Background & Motivation

Background: Current LLM hallucination detection follows two main paradigms: (a) the intrinsic-pattern route—extracting hidden states (SAPLMA), prediction logits (Logits Lens), or attention patterns (Lookback Lens) during generation, essentially quantifying uncertainty at a microscopic level; (b) the self-judgment route—directly asking the LLM "Is what I just said correct?", using macroscopic symbolic judgments as signals.
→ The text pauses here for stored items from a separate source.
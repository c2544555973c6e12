//! Admin log type definitions
//!
//! Core data structures of the privileged-mutation audit trail. Entries
//! are immutable and never deleted; a SHA-256 hash chain links them.

use mongodb::bson;
use serde::{Deserialize, Serialize};

/// Audited action types (enum, not free text)
#[derive(Debug, Clone, Copy, PartialEq, Eq, Hash, Serialize, Deserialize)]
#[serde(rename_all = "snake_case")]
pub enum AdminAction {
    // ═══ Authentication ═══
    LoginSuccess,
    LoginFailed,

    // ═══ Accounts ═══
    RoleChanged,
    StatusChanged,

    // ═══ Orders (financially relevant) ═══
    OrderCreated,
    OrderEdited,
    OrderPrinted,
    OrderDeleted,

    // ═══ Catalog ═══
    ProductCreated,
    ProductDeleted,
    StockAdjusted,
    BrandCreated,
}

impl std::fmt::Display for AdminAction {
    fn fmt(&self, f: &mut std::fmt::Formatter<'_>) -> std::fmt::Result {
        write!(f, "{self:?}")
    }
}

/// Immutable admin log entry
///
/// - `prev_hash`: hash of the previous entry
/// - `curr_hash`: SHA-256 over prev_hash + all fields
#[derive(Debug, Clone, Serialize, Deserialize)]
pub struct AdminLogEntry {
    #[serde(rename = "_id", skip_serializing_if = "Option::is_none")]
    pub id: Option<bson::oid::ObjectId>,
    /// Monotonic sequence number
    pub seq: i64,
    pub at: bson::DateTime,
    pub action: AdminAction,
    /// Target type ("order", "user", "product", ...)
    pub target_type: String,
    /// Target id ("DM-145002", a hex ObjectId, ...)
    pub target_id: String,
    /// None for system events
    pub actor_id: Option<String>,
    pub actor_name: Option<String>,
    /// Structured detail payload
    pub details: serde_json::Value,
    pub prev_hash: String,
    pub curr_hash: String,
}

/// Admin log query parameters
#[derive(Debug, Clone, Deserialize)]
pub struct AdminLogQuery {
    /// Start of range (Unix millis, inclusive)
    pub from: Option<i64>,
    /// End of range (Unix millis, inclusive)
    pub to: Option<i64>,
    pub action: Option<AdminAction>,
    pub actor_id: Option<String>,
    pub target_type: Option<String>,
    #[serde(default)]
    pub offset: u64,
    #[serde(default = "default_limit")]
    pub limit: i64,
}

fn default_limit() -> i64 {
    50
}

/// Admin log list response
#[derive(Debug, Serialize)]
pub struct AdminLogListResponse {
    pub items: Vec<AdminLogEntry>,
    pub total: u64,
}

/// Chain verification result
#[derive(Debug, Serialize)]
pub struct ChainVerification {
    pub total_entries: u64,
    pub chain_intact: bool,
    pub breaks: Vec<ChainBreak>,
}

/// A broken link in the chain
#[derive(Debug, Serialize)]
pub struct ChainBreak {
    pub seq: i64,
    pub expected_hash: String,
    pub actual_hash: String,
}
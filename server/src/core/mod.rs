//! Core module - configuration, state, server

pub mod config;
pub mod server;
pub mod state;

pub use config::Config;
pub use server::{Server, build_router};
pub use state::AppState;
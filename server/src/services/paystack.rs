//! Paystack client
//!
//! Thin delegating client for the payment gateway's REST API. No retries:
//! a failed upstream call surfaces as an upstream error immediately.

use serde::{Deserialize, Serialize};

use crate::core::config::PaystackConfig;
use crate::utils::AppError;

/// Gateway response envelope
#[derive(Debug, Deserialize)]
struct Envelope<T> {
    status: bool,
    message: String,
    data: Option<T>,
}

/// Result of initializing a checkout transaction
#[derive(Debug, Clone, Serialize, Deserialize)]
pub struct InitializedTransaction {
    pub authorization_url: String,
    pub access_code: String,
    pub reference: String,
}

/// Dedicated virtual account issued for a customer
#[derive(Debug, Clone, Deserialize)]
pub struct DedicatedAccount {
    pub bank: BankInfo,
    pub account_number: String,
    pub account_name: String,
    pub id: i64,
}

#[derive(Debug, Clone, Deserialize)]
pub struct BankInfo {
    pub name: String,
}

/// Paystack REST client
#[derive(Clone)]
pub struct PaystackService {
    http: reqwest::Client,
    config: PaystackConfig,
}

impl std::fmt::Debug for PaystackService {
    fn fmt(&self, f: &mut std::fmt::Formatter<'_>) -> std::fmt::Result {
        f.debug_struct("PaystackService")
            .field("base_url", &self.config.base_url)
            .finish_non_exhaustive()
    }
}

impl PaystackService {
    pub fn new(config: PaystackConfig) -> Self {
        Self {
            http: reqwest::Client::new(),
            config,
        }
    }

    /// Initialize a card/bank checkout transaction.
    ///
    /// `amount_kobo` is the charge amount in the gateway's minor unit.
    pub async fn initialize_transaction(
        &self,
        email: &str,
        amount_kobo: i64,
        reference: &str,
    ) -> Result<InitializedTransaction, AppError> {
        let body = serde_json::json!({
            "email": email,
            "amount": amount_kobo,
            "reference": reference,
        });
        self.post("/transaction/initialize", &body).await
    }

    /// Create a dedicated virtual bank account for a customer.
    pub async fn create_virtual_account(
        &self,
        customer_code: &str,
        preferred_bank: &str,
    ) -> Result<DedicatedAccount, AppError> {
        let body = serde_json::json!({
            "customer": customer_code,
            "preferred_bank": preferred_bank,
        });
        self.post("/dedicated_account", &body).await
    }

    /// Fetch the gateway's view of a transaction.
    ///
    /// Returns the raw data payload; callers read `status` / `channel`
    /// out of it and keep the rest for reconciliation.
    pub async fn verify_transaction(
        &self,
        reference: &str,
    ) -> Result<serde_json::Value, AppError> {
        let url = format!(
            "{}/transaction/verify/{reference}",
            self.config.base_url
        );
        let response = self
            .http
            .get(&url)
            .bearer_auth(&self.config.secret_key)
            .send()
            .await
            .map_err(|e| AppError::Upstream(format!("Paystack request failed: {e}")))?;

        let status = response.status();
        if !status.is_success() {
            let text = response.text().await.unwrap_or_default();
            return Err(AppError::Upstream(format!(
                "Paystack returned {status}: {text}"
            )));
        }

        let envelope: Envelope<serde_json::Value> = response
            .json()
            .await
            .map_err(|e| AppError::Upstream(format!("Paystack response malformed: {e}")))?;

        if !envelope.status {
            return Err(AppError::Upstream(format!(
                "Paystack rejected the request: {}",
                envelope.message
            )));
        }
        envelope
            .data
            .ok_or_else(|| AppError::Upstream("Paystack response missing data".to_string()))
    }

    async fn post<T: serde::de::DeserializeOwned>(
        &self,
        path: &str,
        body: &serde_json::Value,
    ) -> Result<T, AppError> {
        let url = format!("{}{path}", self.config.base_url);
        let response = self
            .http
            .post(&url)
            .bearer_auth(&self.config.secret_key)
            .json(body)
            .send()
            .await
            .map_err(|e| AppError::Upstream(format!("Paystack request failed: {e}")))?;

        let status = response.status();
        if !status.is_success() {
            let text = response.text().await.unwrap_or_default();
            return Err(AppError::Upstream(format!(
                "Paystack returned {status}: {text}"
            )));
        }

        let envelope: Envelope<T> = response
            .json()
            .await
            .map_err(|e| AppError::Upstream(format!("Paystack response malformed: {e}")))?;

        if !envelope.status {
            return Err(AppError::Upstream(format!(
                "Paystack rejected the request: {}",
                envelope.message
            )));
        }
        envelope
            .data
            .ok_or_else(|| AppError::Upstream("Paystack response missing data".to_string()))
    }
}
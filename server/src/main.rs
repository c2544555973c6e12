use dm_server::{Config, Server, setup_environment};

#[tokio::main]
async fn main() -> anyhow::Result<()> {
    // 1. Environment (dotenv, logging)
    setup_environment();

    tracing::info!("Don Maris server starting...");

    // 2. Configuration
    let config = Config::from_env();

    // 3. Run (state initialization connects the store and backfills
    //    legacy order numbers before the listener opens)
    let server = Server::new(config);
    if let Err(e) = server.run().await {
        tracing::error!("Server error: {}", e);
        return Err(e);
    }

    Ok(())
}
Limitations of Prior Work: Both routes have critical weaknesses: (a) although fine-grained neural signals are obtained, "high-confidence hallucinations" (where the LLM is wrong but certain) are hard to detect, and metrics lack semantic calibration; (b) while explicit semantic reasoning is present, the verbal judgment itself may suffer from "secondary hallucinations"—self-preference bias, overthinking, and evaluative hallucinations make "it says it's true" unreliable.
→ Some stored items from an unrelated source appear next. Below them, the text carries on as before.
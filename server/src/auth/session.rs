//! Session cookie handling
//!
//! The session token travels as an http-only cookie. A bearer token in the
//! Authorization header is also accepted for non-browser clients.

use axum::http::{HeaderMap, header};

use super::JwtService;

/// Session cookie name
pub const SESSION_COOKIE_NAME: &str = "dm_session";

/// Build the Set-Cookie value for a freshly issued session token.
///
/// Http-only so page scripts cannot read it; Max-Age matches the token
/// lifetime so cookie and token expire together.
pub fn build_session_cookie(token: &str, max_age_minutes: i64, secure: bool) -> String {
    let mut cookie = format!(
        "{SESSION_COOKIE_NAME}={token}; HttpOnly; Path=/; SameSite=Lax; Max-Age={}",
        max_age_minutes * 60
    );
    if secure {
        cookie.push_str("; Secure");
    }
    cookie
}

/// Build the Set-Cookie value that clears the session cookie.
pub fn clear_session_cookie() -> String {
    format!("{SESSION_COOKIE_NAME}=; HttpOnly; Path=/; SameSite=Lax; Max-Age=0")
}

/// Pull the session token out of a request: cookie first, bearer fallback.
pub fn extract_token(headers: &HeaderMap) -> Option<String> {
    if let Some(token) = extract_cookie(headers, SESSION_COOKIE_NAME) {
        return Some(token);
    }
    headers
        .get(header::AUTHORIZATION)
        .and_then(|h| h.to_str().ok())
        .and_then(JwtService::extract_from_header)
        .map(|t| t.to_string())
}

fn extract_cookie(headers: &HeaderMap, name: &str) -> Option<String> {
    for value in headers.get_all(header::COOKIE) {
        let Ok(raw) = value.to_str() else { continue };
        for pair in raw.split(';') {
            let pair = pair.trim();
            if let Some((key, val)) = pair.split_once('=')
                && key == name
                && !val.is_empty()
            {
                return Some(val.to_string());
            }
        }
    }
    None
}

#[cfg(test)]
mod tests {
    use super::*;
    use axum::http::HeaderValue;

    #[test]
    fn test_cookie_extraction() {
        let mut headers = HeaderMap::new();
        headers.insert(
            header::COOKIE,
            HeaderValue::from_static("theme=dark; dm_session=abc.def.ghi; lang=en"),
        );
        assert_eq!(extract_token(&headers), Some("abc.def.ghi".to_string()));
    }

    #[test]
    fn test_bearer_fallback() {
        let mut headers = HeaderMap::new();
        headers.insert(
            header::AUTHORIZATION,
            HeaderValue::from_static("Bearer abc.def.ghi"),
        );
        assert_eq!(extract_token(&headers), Some("abc.def.ghi".to_string()));
    }

    #[test]
    fn test_missing_token() {
        let headers = HeaderMap::new();
        assert_eq!(extract_token(&headers), None);
    }

    #[test]
    fn test_session_cookie_attributes() {
        let cookie = build_session_cookie("tok", 1440, true);
        assert!(cookie.starts_with("dm_session=tok;"));
        assert!(cookie.contains("HttpOnly"));
        assert!(cookie.contains("Max-Age=86400"));
        assert!(cookie.contains("Secure"));

        let cleared = clear_session_cookie();
        assert!(cleared.contains("Max-Age=0"));
    }
}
Key Challenge: Intrinsic features (implicit/neural/micro) and self-judgments (explicit/symbolic/macro) are coupled behaviors yet are processed independently. Directly concatenating the two (e.g., simple ensemble) risks the weaker signal dragging down the stronger one; treating self-judgment as ground truth introduces noise from evaluative hallucinations.

Goal: (a) Use both signals in a unified learnable framework; (b) avoid treating self-judgment as absolute truth by providing a "reliability estimate"; (c) ensure no significant inference overhead (running the LLM twice is too expensive).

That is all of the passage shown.